Even when Congress does decide to apply statutes to itself, members have trouble resisting the temptation to treat themselves differently. So, for example, Title III of the Civil Rights Act of 1991 extended the reach of several (not all) antidiscrimination statutes to cover congressional employees, but with provisos stripping the protections of much of their force.







Unfortunately the government is so far away from the Constitution and the limited, small government the Founding Fathers envisioned its ridiculous.
Another one he missed is the ability to bypass the Totally Stupid Agency (TSA).
It is a matter of Citizen, Obey Your Federal Overlords.
Jim P. at December 11, 2011 4:40 AM
In order for an organization's books to be audited, that organization must first have books. Federal agencies keep detailed accounting; you can argue about the accuracy of said accounting, but it's there. But at the top level, Congress has not enacted a budget for the past three fiscal years. There's only a mishmash of continuing resolutions, with no accounting of revenues and debt vs. expenditures.

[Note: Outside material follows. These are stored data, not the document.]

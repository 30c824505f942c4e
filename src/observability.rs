use biometrics::{Collector, Counter, Moments};

pub(crate) static CLIENT_REQUESTS: Counter = Counter::new("supportintel.client.requests");
pub(crate) static CLIENT_REQUEST_ERRORS: Counter =
    Counter::new("supportintel.client.request_errors");
pub(crate) static CLIENT_REQUEST_DURATION: Moments =
    Moments::new("supportintel.client.request_duration_seconds");

pub(crate) static STREAM_CHUNKS: Counter = Counter::new("supportintel.stream.chunks");
pub(crate) static STREAM_ERRORS: Counter = Counter::new("supportintel.stream.errors");
pub(crate) static STREAM_BYTES: Counter = Counter::new("supportintel.stream.bytes");
pub(crate) static STREAM_FIRST_DELTA: Moments =
    Moments::new("supportintel.stream.first_delta_seconds");
pub(crate) static STREAM_DURATION: Moments =
    Moments::new("supportintel.stream.duration_seconds");

pub(crate) static CHAT_COMPLETED: Counter = Counter::new("supportintel.chat.completed");
pub(crate) static CHAT_EMPTY_RESPONSES: Counter =
    Counter::new("supportintel.chat.empty_responses");
pub(crate) static CHAT_FAILURES: Counter = Counter::new("supportintel.chat.failures");
pub(crate) static CHAT_INTERRUPTS: Counter = Counter::new("supportintel.chat.interrupts");

/// Register this crate's biometrics with the provided collector.
pub fn register_biometrics(collector: Collector) {
    collector.register_counter(&CLIENT_REQUESTS);
    collector.register_counter(&CLIENT_REQUEST_ERRORS);
    collector.register_moments(&CLIENT_REQUEST_DURATION);

    collector.register_counter(&STREAM_CHUNKS);
    collector.register_counter(&STREAM_ERRORS);
    collector.register_counter(&STREAM_BYTES);
    collector.register_moments(&STREAM_FIRST_DELTA);
    collector.register_moments(&STREAM_DURATION);

    collector.register_counter(&CHAT_COMPLETED);
    collector.register_counter(&CHAT_EMPTY_RESPONSES);
    collector.register_counter(&CHAT_FAILURES);
    collector.register_counter(&CHAT_INTERRUPTS);
}
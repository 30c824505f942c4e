use std::fmt;
use std::str::FromStr;

use serde::{Deserialize, Serialize};

/// Ticket classification used to steer the system instruction.
#[derive(Debug, Copy, Clone, Default, PartialEq, Eq, Hash, Serialize, Deserialize)]
pub enum Category {
    /// Hardware Failure
    #[default]
    #[serde(rename = "Hardware Failure")]
    HardwareFailure,

    /// Software / Bug
    #[serde(rename = "Software / Bug")]
    SoftwareBug,

    /// Billing & Account
    #[serde(rename = "Billing & Account")]
    BillingAccount,

    /// Network / Connectivity
    #[serde(rename = "Network / Connectivity")]
    NetworkConnectivity,

    /// Security Alert
    #[serde(rename = "Security Alert")]
    SecurityAlert,

    /// Other
    #[serde(rename = "Other")]
    Other,
}

impl Category {
    /// Every category, in display order.
    pub const ALL: [Category; 6] = [
        Category::HardwareFailure,
        Category::SoftwareBug,
        Category::BillingAccount,
        Category::NetworkConnectivity,
        Category::SecurityAlert,
        Category::Other,
    ];

    /// The label shown to users and embedded in the system instruction.
    pub fn label(&self) -> &'static str {
        match self {
            Category::HardwareFailure => "Hardware Failure",
            Category::SoftwareBug => "Software / Bug",
            Category::BillingAccount => "Billing & Account",
            Category::NetworkConnectivity => "Network / Connectivity",
            Category::SecurityAlert => "Security Alert",
            Category::Other => "Other",
        }
    }

    /// A notice to show when this category is selected, if it changes how responses read.
    pub fn advisory(&self) -> Option<&'static str> {
        match self {
            Category::SecurityAlert => Some(
                "⚠️ SECURITY PROTOCOL ACTIVATED: Responses will prioritize account lockdown.",
            ),
            Category::BillingAccount => {
                Some("💲 FINANCE MODE: Responses will focus on refund policies.")
            }
            _ => None,
        }
    }

    fn aliases(&self) -> &'static [&'static str] {
        match self {
            Category::HardwareFailure => &["hardware"],
            Category::SoftwareBug => &["software", "bug"],
            Category::BillingAccount => &["billing", "account"],
            Category::NetworkConnectivity => &["network", "connectivity"],
            Category::SecurityAlert => &["security"],
            Category::Other => &[],
        }
    }
}

impl fmt::Display for Category {
    fn fmt(&self, f: &mut fmt::Formatter<'_>) -> fmt::Result {
        f.write_str(self.label())
    }
}

impl FromStr for Category {
    type Err = String;

    /// Accepts the full label, a one-word alias, or a 1-based index into [`Category::ALL`].
    fn from_str(s: &str) -> Result<Self, Self::Err> {
        let needle = s.trim();
        if let Ok(index) = needle.parse::<usize>() {
            return index
                .checked_sub(1)
                .and_then(|i| Category::ALL.get(i).copied())
                .ok_or_else(|| {
                    format!(
                        "category index {index} is out of range (1-{})",
                        Category::ALL.len()
                    )
                });
        }
        let normalized = normalize(needle);
        Category::ALL
            .iter()
            .copied()
            .find(|category| {
                normalize(category.label()) == normalized
                    || category.aliases().iter().any(|alias| *alias == normalized)
            })
            .ok_or_else(|| format!("unknown ticket category: {needle}"))
    }
}

fn normalize(s: &str) -> String {
    s.chars()
        .filter(|c| c.is_alphanumeric() || *c == '&')
        .flat_map(char::to_lowercase)
        .collect()
}
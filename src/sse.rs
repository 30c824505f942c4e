//! Server-Sent Events (SSE) processing for streamed chat completions.
//!
//! This module converts the raw byte stream of an HTTP response into parsed
//! [`ChatCompletionChunk`]s. Events are separated by a blank line; only `data:` fields are
//! meaningful, comment lines (`: OPENROUTER PROCESSING`) are keep-alives, and `data: [DONE]`
//! terminates the stream.

use bytes::Bytes;
use futures::stream::{self, Stream, StreamExt};

use crate::observability::{STREAM_BYTES, STREAM_ERRORS};
use crate::types::ChatCompletionChunk;
use crate::{Error, Result};

/// Sentinel payload that ends a chat-completion stream.
const DONE_MARKER: &str = "[DONE]";

/// One decoded SSE event.
#[derive(Debug)]
enum SseEvent {
    Chunk(ChatCompletionChunk),
    Done,
    Skip,
}

/// Process a stream of bytes into a stream of chat-completion chunks.
///
/// Stops after `[DONE]`. Transport errors, malformed JSON, and error objects embedded in a
/// chunk are yielded as `Err` items.
pub fn process_sse<S, E>(byte_stream: S) -> impl Stream<Item = Result<ChatCompletionChunk>>
where
    S: Stream<Item = std::result::Result<Bytes, E>> + Unpin,
    E: std::error::Error + Send + Sync + 'static,
{
    let stream = byte_stream.map(|result| {
        result
            .map_err(|e| Error::streaming(format!("Error in HTTP stream: {e}"), Some(Box::new(e))))
    });

    // Raw bytes are buffered so multi-byte characters split across reads decode cleanly.
    let buffer: Vec<u8> = Vec::new();

    stream::unfold(
        (stream, buffer, false, false),
        move |(mut stream, mut buffer, mut done, mut eof)| async move {
            loop {
                if done {
                    return None;
                }

                if let Some((event, remaining)) = extract_event(&buffer) {
                    buffer = remaining;
                    match event {
                        Ok(SseEvent::Chunk(chunk)) => {
                            return Some((Ok(chunk), (stream, buffer, done, eof)));
                        }
                        Ok(SseEvent::Done) => {
                            done = true;
                            continue;
                        }
                        Ok(SseEvent::Skip) => continue,
                        Err(e) => {
                            STREAM_ERRORS.click();
                            return Some((Err(e), (stream, buffer, done, eof)));
                        }
                    }
                }

                if eof {
                    return None;
                }

                match stream.next().await {
                    Some(Ok(bytes)) => {
                        STREAM_BYTES.count(bytes.len() as u64);
                        buffer.extend_from_slice(&bytes);
                    }
                    Some(Err(e)) => {
                        STREAM_ERRORS.click();
                        done = true;
                        return Some((Err(e), (stream, buffer, done, eof)));
                    }
                    None => {
                        // A final event may lack its trailing blank line.
                        eof = true;
                        if buffer.iter().all(u8::is_ascii_whitespace) {
                            return None;
                        }
                        buffer.extend_from_slice(b"\n\n");
                    }
                }
            }
        },
    )
}

/// Extract a complete SSE event from the front of the buffer.
///
/// Returns `None` until a blank-line delimiter has been received.
fn extract_event(buffer: &[u8]) -> Option<(Result<SseEvent>, Vec<u8>)> {
    let (end, delimiter_len) = find_delimiter(buffer)?;
    let rest = buffer[end + delimiter_len..].to_vec();
    let event_text = match std::str::from_utf8(&buffer[..end]) {
        Ok(text) => text,
        Err(e) => {
            return Some((
                Err(Error::encoding(
                    format!("Invalid UTF-8 in stream: {e}"),
                    Some(Box::new(e)),
                )),
                rest,
            ));
        }
    };
    Some((parse_event(event_text), rest))
}

/// Position and length of the first blank-line delimiter, accepting `\n\n` and `\r\n\r\n`.
fn find_delimiter(buffer: &[u8]) -> Option<(usize, usize)> {
    let lf = buffer.windows(2).position(|w| w == b"\n\n").map(|p| (p, 2));
    let crlf = buffer
        .windows(4)
        .position(|w| w == b"\r\n\r\n")
        .map(|p| (p, 4));
    match (lf, crlf) {
        (Some(a), Some(b)) => Some(if a.0 <= b.0 { a } else { b }),
        (a, b) => a.or(b),
    }
}

/// Parse the lines of one event into a chunk.
fn parse_event(event_text: &str) -> Result<SseEvent> {
    let mut data: Vec<&str> = Vec::new();
    for line in event_text.lines() {
        let line = line.trim_end_matches('\r');
        if line.is_empty() || line.starts_with(':') {
            continue;
        }
        if let Some(value) = line.strip_prefix("data:") {
            data.push(value.strip_prefix(' ').unwrap_or(value));
        }
        // `event:`, `id:` and `retry:` fields carry nothing for chat completions.
    }

    if data.is_empty() {
        return Ok(SseEvent::Skip);
    }
    let payload = data.join("\n");
    let payload = payload.trim();
    if payload == DONE_MARKER {
        return Ok(SseEvent::Done);
    }

    let chunk: ChatCompletionChunk = serde_json::from_str(payload).map_err(|e| {
        Error::serialization(
            format!("Failed to parse chunk JSON: {e}"),
            Some(Box::new(e)),
        )
    })?;
    if let Some(error) = &chunk.error {
        let code = error
            .code
            .as_ref()
            .map(|code| match code {
                serde_json::Value::String(s) => s.clone(),
                other => other.to_string(),
            })
            .unwrap_or_else(|| "stream_error".to_string());
        return Err(Error::streaming(
            format!("{code}: {}", error.message),
            None,
        ));
    }
    Ok(SseEvent::Chunk(chunk))
}

#[cfg(test)]
mod tests {
    use super::*;
    use futures::stream;
    use std::io;

    fn chunks_of(parts: &[&'static [u8]]) -> impl Stream<Item = io::Result<Bytes>> + Unpin {
        stream::iter(
            parts
                .iter()
                .map(|p| Ok(Bytes::from_static(p)))
                .collect::<Vec<_>>(),
        )
    }

    async fn collect_texts(parts: &[&'static [u8]]) -> Vec<Result<Option<String>>> {
        process_sse(chunks_of(parts))
            .map(|item| item.map(|chunk| chunk.text().map(String::from)))
            .collect()
            .await
    }

    #[tokio::test]
    async fn parse_single_chunk() {
        let items = collect_texts(&[
            b"data: {\"choices\":[{\"delta\":{\"content\":\"Hello\"}}]}\n\ndata: [DONE]\n\n",
        ])
        .await;
        assert_eq!(items.len(), 1);
        assert_eq!(items[0].as_ref().unwrap().as_deref(), Some("Hello"));
    }

    #[tokio::test]
    async fn unlisted_delta_role_keeps_streaming() {
        let items = collect_texts(&[
            b"data: {\"choices\":[{\"delta\":{\"role\":\"tool\",\"content\":\"x\"}}]}\n\n",
            b"data: {\"choices\":[{\"delta\":{\"content\":\"y\"}}]}\n\ndata: [DONE]\n\n",
        ])
        .await;
        assert_eq!(items.len(), 2);
        assert_eq!(items[0].as_ref().unwrap().as_deref(), Some("x"));
        assert_eq!(items[1].as_ref().unwrap().as_deref(), Some("y"));
    }

    #[tokio::test]
    async fn stops_at_done() {
        let items = collect_texts(&[
            b"data: {\"choices\":[{\"delta\":{\"content\":\"a\"}}]}\n\n",
            b"data: [DONE]\n\n",
            b"data: {\"choices\":[{\"delta\":{\"content\":\"b\"}}]}\n\n",
        ])
        .await;
        assert_eq!(items.len(), 1);
    }

    #[tokio::test]
    async fn handle_split_event() {
        let items = collect_texts(&[
            b"data: {\"choices\":[{\"del",
            b"ta\":{\"content\":\"world\"}}]}\n",
            b"\n",
        ])
        .await;
        assert_eq!(items.len(), 1);
        assert_eq!(items[0].as_ref().unwrap().as_deref(), Some("world"));
    }

    #[tokio::test]
    async fn handle_split_utf8() {
        // "é" is 0xC3 0xA9; split it across two reads.
        let items = collect_texts(&[
            b"data: {\"choices\":[{\"delta\":{\"content\":\"caf\xC3",
            b"\xA9\"}}]}\n\n",
        ])
        .await;
        assert_eq!(items[0].as_ref().unwrap().as_deref(), Some("café"));
    }

    #[tokio::test]
    async fn comments_and_crlf_are_accepted() {
        let items = collect_texts(&[
            b": OPENROUTER PROCESSING\n\n",
            b"event: message\r\ndata: {\"choices\":[{\"delta\":{\"content\":\"ok\"}}]}\r\n\r\n",
        ])
        .await;
        assert_eq!(items.len(), 1);
        assert_eq!(items[0].as_ref().unwrap().as_deref(), Some("ok"));
    }

    #[tokio::test]
    async fn trailing_event_without_delimiter() {
        let items =
            collect_texts(&[b"data: {\"choices\":[{\"delta\":{\"content\":\"tail\"}}]}"]).await;
        assert_eq!(items.len(), 1);
        assert_eq!(items[0].as_ref().unwrap().as_deref(), Some("tail"));
    }

    #[tokio::test]
    async fn handle_malformed_event() {
        let items = collect_texts(&[b"data: {not json\n\n"]).await;
        assert_eq!(items.len(), 1);
        assert!(matches!(items[0], Err(Error::Serialization { .. })));
    }

    #[tokio::test]
    async fn embedded_error_object() {
        let items = collect_texts(&[
            b"data: {\"error\":{\"code\":429,\"message\":\"Rate limit exceeded\"}}\n\n",
        ])
        .await;
        let err = items[0].as_ref().unwrap_err();
        assert!(err.to_string().contains("429: Rate limit exceeded"));
    }

    #[tokio::test]
    async fn transport_error_ends_stream() {
        let parts: Vec<io::Result<Bytes>> = vec![
            Ok(Bytes::from_static(
                b"data: {\"choices\":[{\"delta\":{\"content\":\"partial\"}}]}\n\n",
            )),
            Err(io::Error::new(io::ErrorKind::ConnectionReset, "reset")),
            Ok(Bytes::from_static(
                b"data: {\"choices\":[{\"delta\":{\"content\":\"never\"}}]}\n\n",
            )),
        ];
        let items: Vec<_> = process_sse(stream::iter(parts)).collect().await;
        assert_eq!(items.len(), 2);
        assert!(items[0].is_ok());
        assert!(matches!(items[1], Err(Error::Streaming { .. })));
    }

    #[tokio::test]
    async fn empty_body_yields_nothing() {
        let items = collect_texts(&[b"\n"]).await;
        assert!(items.is_empty());
    }
}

Cousin Dave at December 11, 2011 8:17 AM
Congress needs to be immediately disbanded by emergency decree, but it won't happen thanks to idiots like Chang
ronc at December 11, 2011 1:59 PM
One of the best things the Newt House did in 1995 was to apply OSHA regs. to the House, to give them a taste of the real world.
IIRC, the place was in an uproar for weeks while staff studied the regs., step ladders had to be certified, hardhats were passed out, and safety glasses were suggested for running the shredder and replacing light bulbs.
Of course it all quickly faded away...
Harry Bergeron at December 11, 2011 3:11 PM
Our Founding Fathers envisioned a republic free from suffering the whims of a monarch or the oppression of a caste system.
All men are created equal...
We now have the ruling class we were warned of. Apparently, some are "more equal" than others.